**To do:**
Repeat each line of the data exactly as written.

**Information given:**
········
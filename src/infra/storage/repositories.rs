//! SeaORM repository implementations

use crate::domain::repository::{ProductRepository, Repository};
use anyhow::Result;
use async_trait::async_trait;
use sea_orm::{
    ActiveModelBehavior, ActiveModelTrait, ColumnTrait, DatabaseConnection, EntityTrait,
    IntoActiveModel, PrimaryKeyTrait, QueryFilter, QueryOrder, QuerySelect,
};
use std::marker::PhantomData;
use std::sync::Arc;

use super::entity;

/// Bridge between a SeaORM entity and the contract model it persists.
///
/// One impl per entity (see mapper.rs); everything the generic
/// repository needs beyond `EntityTrait` lives here.
pub trait StorageEntity: EntityTrait {
    /// Contract-side model this entity persists.
    type Domain: Send + Sync + 'static;

    /// Active model used for writes.
    type Active: ActiveModelTrait<Entity = Self> + ActiveModelBehavior + Send + 'static;

    /// Primary key column, also the stable ordering for pagination.
    fn id_column() -> Self::Column;

    fn into_domain(model: Self::Model) -> Self::Domain;

    fn as_active(domain: &Self::Domain) -> Self::Active;
}

/// Generic CRUD repository over a single SeaORM entity.
///
/// Every operation is one statement against the connection; the
/// database commits it atomically and any rejection propagates to the
/// caller untranslated.
pub struct SeaOrmRepository<E> {
    db: Arc<DatabaseConnection>,
    entity: PhantomData<E>,
}

impl<E> SeaOrmRepository<E> {
    pub fn new(db: Arc<DatabaseConnection>) -> Self {
        Self {
            db,
            entity: PhantomData,
        }
    }
}

#[async_trait]
impl<E> Repository<E::Domain> for SeaOrmRepository<E>
where
    E: StorageEntity + Send + Sync + 'static,
    E::Model: IntoActiveModel<E::Active> + Send + Sync,
    i32: Into<<E::PrimaryKey as PrimaryKeyTrait>::ValueType>,
{
    async fn get_by_id(&self, id: i32) -> Result<Option<E::Domain>> {
        let found = E::find_by_id(id).one(&*self.db).await?;

        Ok(found.map(E::into_domain))
    }

    async fn get_by_ids(&self, ids: &[i32]) -> Result<Vec<E::Domain>> {
        let rows = E::find()
            .filter(E::id_column().is_in(ids.iter().copied()))
            .order_by_asc(E::id_column())
            .all(&*self.db)
            .await?;

        Ok(rows.into_iter().map(E::into_domain).collect())
    }

    async fn get_all(&self) -> Result<Vec<E::Domain>> {
        let rows = E::find()
            .order_by_asc(E::id_column())
            .all(&*self.db)
            .await?;

        Ok(rows.into_iter().map(E::into_domain).collect())
    }

    async fn get_page(&self, page: u64, page_size: u64) -> Result<Vec<E::Domain>> {
        let rows = E::find()
            .order_by_asc(E::id_column())
            .offset(page.saturating_sub(1).saturating_mul(page_size))
            .limit(page_size)
            .all(&*self.db)
            .await?;

        Ok(rows.into_iter().map(E::into_domain).collect())
    }

    async fn add(&self, domain: &E::Domain) -> Result<E::Domain> {
        let mut active = E::as_active(domain);
        // Storage assigns the id; never trust the caller's value here.
        active.not_set(E::id_column());

        let model = active.insert(&*self.db).await?;

        Ok(E::into_domain(model))
    }

    async fn update(&self, domain: &E::Domain) -> Result<E::Domain> {
        let model = E::as_active(domain).update(&*self.db).await?;

        Ok(E::into_domain(model))
    }

    async fn delete(&self, domain: &E::Domain) -> Result<()> {
        E::as_active(domain).delete(&*self.db).await?;

        Ok(())
    }
}

impl ProductRepository for SeaOrmRepository<entity::Entity> {}

// Keeps the wiring in main.rs readable.
pub type SeaOrmProductRepository = SeaOrmRepository<entity::Entity>;
//! Repository contracts for the product catalog
//!
//! A generic CRUD trait plus its product-bound specialization; the
//! SeaORM-backed implementation lives in infra/storage/repositories.rs.

use crate::contract::Product;
use anyhow::Result;
use async_trait::async_trait;

/// CRUD operations shared by every entity repository.
///
/// Paging is offset-based over a stable id order. `get_page` trusts its
/// caller to pass positive numbers and answers an empty page when the
/// offset runs past the end of the table.
#[async_trait]
pub trait Repository<T>: Send + Sync {
    /// Find one entity by id.
    async fn get_by_id(&self, id: i32) -> Result<Option<T>>;

    /// Find the entities whose id is in `ids`; missing ids are
    /// silently omitted.
    async fn get_by_ids(&self, ids: &[i32]) -> Result<Vec<T>>;

    /// Enumerate every entity.
    async fn get_all(&self) -> Result<Vec<T>>;

    /// Fetch one page, skipping `(page - 1) * page_size` entities.
    async fn get_page(&self, page: u64, page_size: u64) -> Result<Vec<T>>;

    /// Insert a new entity; returns it as persisted, with the
    /// storage-assigned id and timestamps.
    async fn add(&self, entity: &T) -> Result<T>;

    /// Overwrite an existing entity; returns it as persisted.
    async fn update(&self, entity: &T) -> Result<T>;

    /// Hard-delete an entity.
    async fn delete(&self, entity: &T) -> Result<()>;
}

/// Product-bound repository.
///
/// Adds no behavior today; product-specific queries grow here without
/// widening the generic contract.
pub trait ProductRepository: Repository<Product> {}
········
**Expected output:**
filename src/infra/storage/repositories.rs
//! SeaORM repository implementations

use crate::domain::repository::{ProductRepository, Repository};
use anyhow::Result;
use async_trait::async_trait;
use sea_orm::{
    ActiveModelBehavior, ActiveModelTrait, ColumnTrait, DatabaseConnection, EntityTrait,
    IntoActiveModel, PrimaryKeyTrait, QueryFilter, QueryOrder, QuerySelect,
};
use std::marker::PhantomData;
use std::sync::Arc;

use super::entity;

/// Bridge between a SeaORM entity and the contract model it persists.
///
/// One impl per entity (see mapper.rs); everything the generic
/// repository needs beyond `EntityTrait` lives here.
pub trait StorageEntity: EntityTrait {
    /// Contract-side model this entity persists.
    type Domain: Send + Sync + 'static;

    /// Active model used for writes.
    type Active: ActiveModelTrait<Entity = Self> + ActiveModelBehavior + Send + 'static;

    /// Primary key column, also the stable ordering for pagination.
    fn id_column() -> Self::Column;

    fn into_domain(model: Self::Model) -> Self::Domain;

    fn as_active(domain: &Self::Domain) -> Self::Active;
}

/// Generic CRUD repository over a single SeaORM entity.
///
/// Every operation is one statement against the connection; the
/// database commits it atomically and any rejection propagates to the
/// caller untranslated.
pub struct SeaOrmRepository<E> {
    db: Arc<DatabaseConnection>,
    entity: PhantomData<E>,
}

impl<E> SeaOrmRepository<E> {
    pub fn new(db: Arc<DatabaseConnection>) -> Self {
        Self {
            db,
            entity: PhantomData,
        }
    }
}

#[async_trait]
impl<E> Repository<E::Domain> for SeaOrmRepository<E>
where
    E: StorageEntity + Send + Sync + 'static,
    E::Model: IntoActiveModel<E::Active> + Send + Sync,
    i32: Into<<E::PrimaryKey as PrimaryKeyTrait>::ValueType>,
{
    async fn get_by_id(&self, id: i32) -> Result<Option<E::Domain>> {
        let found = E::find_by_id(id).one(&*self.db).await?;

        Ok(found.map(E::into_domain))
    }

    async fn get_by_ids(&self, ids: &[i32]) -> Result<Vec<E::Domain>> {
        let rows = E::find()
            .filter(E::id_column().is_in(ids.iter().copied()))
            .order_by_asc(E::id_column())
            .all(&*self.db)
            .await?;

        Ok(rows.into_iter().map(E::into_domain).collect())
    }

    async fn get_all(&self) -> Result<Vec<E::Domain>> {
        let rows = E::find()
            .order_by_asc(E::id_column())
            .all(&*self.db)
            .await?;

        Ok(rows.into_iter().map(E::into_domain).collect())
    }

    async fn get_page(&self, page: u64, page_size: u64) -> Result<Vec<E::Domain>> {
        let rows = E::find()
            .order_by_asc(E::id_column())
            .offset(page.saturating_sub(1).saturating_mul(page_size))
            .limit(page_size)
            .all(&*self.db)
            .await?;

        Ok(rows.into_iter().map(E::into_domain).collect())
    }

    async fn add(&self, domain: &E::Domain) -> Result<E::Domain> {
        let mut active = E::as_active(domain);
        // Storage assigns the id; never trust the caller's value here.
        active.not_set(E::id_column());

        let model = active.insert(&*self.db).await?;

        Ok(E::into_domain(model))
    }

    async fn update(&self, domain: &E::Domain) -> Result<E::Domain> {
        let model = E::as_active(domain).update(&*self.db).await?;

        Ok(E::into_domain(model))
    }

    async fn delete(&self, domain: &E::Domain) -> Result<()> {
        E::as_active(domain).delete(&*self.db).await?;

        Ok(())
    }
}

impl ProductRepository for SeaOrmRepository<entity::Entity> {}

// Keeps the wiring in main.rs readable.
pub type SeaOrmProductRepository = SeaOrmRepository<entity::Entity>;
//! Repository contracts for the product catalog
//!
//! A generic CRUD trait plus its product-bound specialization; the
//! SeaORM-backed implementation lives in infra/storage/repositories.rs.

use crate::contract::Product;
use anyhow::Result;
use async_trait::async_trait;

/// CRUD operations shared by every entity repository.
///
/// Paging is offset-based over a stable id order. `get_page` trusts its
/// caller to pass positive numbers and answers an empty page when the
/// offset runs past the end of the table.
#[async_trait]
pub trait Repository<T>: Send + Sync {
    /// Find one entity by id.
    async fn get_by_id(&self, id: i32) -> Result<Option<T>>;

    /// Find the entities whose id is in `ids`; missing ids are
    /// silently omitted.
    async fn get_by_ids(&self, ids: &[i32]) -> Result<Vec<T>>;

    /// Enumerate every entity.
    async fn get_all(&self) -> Result<Vec<T>>;

    /// Fetch one page, skipping `(page - 1) * page_size` entities.
    async fn get_page(&self, page: u64, page_size: u64) -> Result<Vec<T>>;

    /// Insert a new entity; returns it as persisted, with the
    /// storage-assigned id and timestamps.
    async fn add(&self, entity: &T) -> Result<T>;

    /// Overwrite an existing entity; returns it as persisted.
    async fn update(&self, entity: &T) -> Result<T>;

    /// Hard-delete an entity.
    async fn delete(&self, entity: &T) -> Result<()>;
}

/// Product-bound repository.
///
/// Adds no behavior today; product-specific queries grow here without
/// widening the generic contract.
pub trait ProductRepository: Repository<Product> {}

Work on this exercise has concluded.